The deal was seen as diminishing the UK's security because its membership of Europol, Eurojust, the European Arrest Warrant and real-time sensitive data-sharing agreements such as the Schengen Information System (SIS2) all ended last week.

However, writing in The Telegraph Ms Patel said the deal "gives our police and security services the tools and partnerships to help keep the public safe".

She added: "And having left the EU means we can give these agencies stronger powers to keep this country safe. That includes banning foreign criminals who have served more than a year in jail from entering the UK.

"We will refuse to accept insecure national identity cards and we will be able to crack down on illegal imports of goods through the introduction of pre-arrival data on goods being imported from the EU. We will also crack down on illegal immigration and reform the broken asylum system.

"Forging a new relationship with the EU also means taking back control of our borders, allowing Britain to finally control who comes into this country. Free movement has ended and people who want to live in the UK will now have to meet the requirements of our new points-based system."

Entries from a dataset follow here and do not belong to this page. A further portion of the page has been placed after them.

//! Stored payload of a chunk and the rules for merging caller metadata into it.
//!
//! Field names are stable so existing collections stay readable:
//! `text`, `filename`, `chunk_index`, `uploaded_at`, `source_document_id`,
//! plus free-form caller metadata.

use chrono::{DateTime, SecondsFormat, Utc};
use serde::{Deserialize, Serialize};

use crate::types::{Chunk, MetaValue, Metadata};

pub const TEXT: &str = "text";
pub const ID: &str = "id";
pub const FILENAME: &str = "filename";
pub const CHUNK_INDEX: &str = "chunk_index";
pub const UPLOADED_AT: &str = "uploaded_at";
pub const SOURCE_DOCUMENT_ID: &str = "source_document_id";

pub const UNKNOWN_FILENAME: &str = "unknown";

/// Keys owned by the chunk itself; caller metadata cannot override them.
const CHUNK_OWNED: [&str; 4] = [TEXT, ID, CHUNK_INDEX, SOURCE_DOCUMENT_ID];

#[derive(Debug, Clone, PartialEq, Serialize, Deserialize)]
pub struct Payload {
    pub text: String,
    pub source_document_id: String,
    pub filename: String,
    pub chunk_index: usize,
    pub uploaded_at: String,
    pub metadata: Metadata,
}

impl Payload {
    /// Build the payload stored for `chunk`.
    ///
    /// Precedence: `text`, `id`, `chunk_index` and `source_document_id` always
    /// come from the chunk. `filename` and `uploaded_at` come from caller
    /// metadata when present, else `"unknown"` and `now`. Remaining caller
    /// keys are kept verbatim in `metadata`.
    pub fn merge(chunk: &Chunk, now: DateTime<Utc>) -> Self {
        let mut metadata = chunk.metadata.clone();
        for key in CHUNK_OWNED {
            if metadata.remove(key).is_some() {
                tracing::debug!(key, "dropping reserved key from caller metadata");
            }
        }
        let filename = metadata
            .remove(FILENAME)
            .map(|v| v.to_string())
            .unwrap_or_else(|| UNKNOWN_FILENAME.to_string());
        let uploaded_at = metadata
            .remove(UPLOADED_AT)
            .map(|v| v.to_string())
            .unwrap_or_else(|| now.to_rfc3339_opts(SecondsFormat::Millis, true));
        Self {
            text: chunk.text.clone(),
            source_document_id: chunk.source_document_id.clone(),
            filename,
            chunk_index: chunk.chunk_index,
            uploaded_at,
            metadata,
        }
    }

    /// Every filterable field: the reserved scalars plus caller metadata.
    pub fn fields(&self) -> Metadata {
        let mut out = self.metadata.clone();
        out.insert(FILENAME.to_string(), MetaValue::Str(self.filename.clone()));
        out.insert(CHUNK_INDEX.to_string(), MetaValue::from(self.chunk_index));
        out.insert(UPLOADED_AT.to_string(), MetaValue::Str(self.uploaded_at.clone()));
        out.insert(SOURCE_DOCUMENT_ID.to_string(), MetaValue::Str(self.source_document_id.clone()));
        out
    }
}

Ms Patel was, with Suella Braverman, the Attorney General, one of just two members of Boris Johnson's Cabinet who refused to vote for Theresa May's Brexit deal on all three occasions when it was put to MPs in early 2019.

Also writing in The Telegraph, Ms Braverman said the deal marked a "seismic shift in our law-making" because the UK is no longer beholden to judges on the European Court of Justice.

She said: "The jurisprudence of the Court of Justice of the European Union will no longer take precedence in the UK's higher courts.

"The thousands of judgments handed down by the Luxembourg court every year – interpreting EU laws, determining questions on regulations in areas as varied as competition, health and safety, manufacturing, and the environment – will no longer bind our judges at home.

"What comes next is up to us and us alone. As a nation, we are on the cusp of another journey – of rebuilding, reforming, innovating, exporting, of discovering new markets and new ways of seeing the world.

"There is now a huge opportunity for us to emphatically embrace this new freedom and sovereignty as we write the next chapter about the British genius for democracy."